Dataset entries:
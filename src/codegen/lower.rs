//! Lowering: parse tree → specialized IR.
//!
//! Derivatives are produced symbolically with forward-mode dual numbers: each
//! lowering step carries a (value, derivative) pair of IR nodes, with constant
//! folding and zero/one elimination so the derivative trees stay small.
//! Shapes the symbolic pass cannot differentiate degrade to numeric-derivative
//! nodes; shapes the value pass cannot express at all abort the whole build,
//! and the caller falls back to the compiled-closures evaluator.

use std::collections::HashMap;

use crate::ast::{BinOp, Bound, CmpOp, Expr, Func, RangeArm, Wrapper};
use crate::currency::CurrencyTable;
use crate::eval::{BlockStmts, Evaluator, Shared};
use crate::graph::DependencyGraph;
use crate::model::{Component, ComponentBody, ComponentId, Country, TaxModel};
use crate::plan::{self, BracketPlan};

use super::ir::{
    BandSpec, BandSpecArm, ComponentFns, FixSpec, FnBody, FnMode, Ir, IrRef, SpecializedProgram,
};

/// Any unsupported shape aborts the build; the prepared evaluator silently
/// falls back to the compiled-closures backend.
#[derive(Debug, Clone, Copy, PartialEq, Eq)]
pub struct CodegenError(pub &'static str);

type Lowered<T> = Result<T, CodegenError>;

#[derive(Clone, Copy)]
struct LocalEntry {
    value: IrRef,
    deriv: IrRef,
}

#[derive(Clone)]
struct Env {
    /// The income expression in the current context (usually `X`).
    x: IrRef,
    /// d(x)/d(differentiation variable): 1 for marginal lowering, 0 inside
    /// k-partials.
    dx: IrRef,
    locals: HashMap<String, LocalEntry>,
}

/// Per-function state: local slot allocation.
struct FnCtx {
    next_local: u16,
}

impl FnCtx {
    fn new() -> FnCtx {
        FnCtx { next_local: 0 }
    }
    fn alloc(&mut self) -> u16 {
        let slot = self.next_local;
        self.next_local += 1;
        slot
    }
}

#[derive(Clone, Copy)]
struct Dual {
    v: IrRef,
    d: IrRef,
}

pub(super) struct Builder<'m> {
    model: &'m TaxModel,
    currencies: &'m CurrencyTable,
    country: &'m Country,
    graph: DependencyGraph,
    comp_index: HashMap<ComponentId, u32>,
    arena: Vec<Ir>,
    x_ref: Option<IrRef>,
    plans: Vec<BracketPlan>,
    piece_plans: Vec<crate::plan::PieceValuePlan>,
    bands: Vec<BandSpec>,
    fixes: Vec<FixSpec>,
    bracket_plan_cache: HashMap<u32, Option<u32>>,
    piece_plan_cache: HashMap<u32, Option<u32>>,
}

About this exercise = Your response should hold the lines from the first line of the entries above through the line with "#[derive(Debug, Clone, Copy, PartialEq, Eq)]", each retyped exactly, and nothing else.

Solution below =
filename src/codegen/lower.rs
//! Lowering: parse tree → specialized IR.
//!
//! Derivatives are produced symbolically with forward-mode dual numbers: each
//! lowering step carries a (value, derivative) pair of IR nodes, with constant
//! folding and zero/one elimination so the derivative trees stay small.
//! Shapes the symbolic pass cannot differentiate degrade to numeric-derivative
//! nodes; shapes the value pass cannot express at all abort the whole build,
//! and the caller falls back to the compiled-closures evaluator.

use std::collections::HashMap;

use crate::ast::{BinOp, Bound, CmpOp, Expr, Func, RangeArm, Wrapper};
use crate::currency::CurrencyTable;
use crate::eval::{BlockStmts, Evaluator, Shared};
use crate::graph::DependencyGraph;
use crate::model::{Component, ComponentBody, ComponentId, Country, TaxModel};
use crate::plan::{self, BracketPlan};

use super::ir::{
    BandSpec, BandSpecArm, ComponentFns, FixSpec, FnBody, FnMode, Ir, IrRef, SpecializedProgram,
};

/// Any unsupported shape aborts the build; the prepared evaluator silently
/// falls back to the compiled-closures backend.
#[derive(Debug, Clone, Copy, PartialEq, Eq)]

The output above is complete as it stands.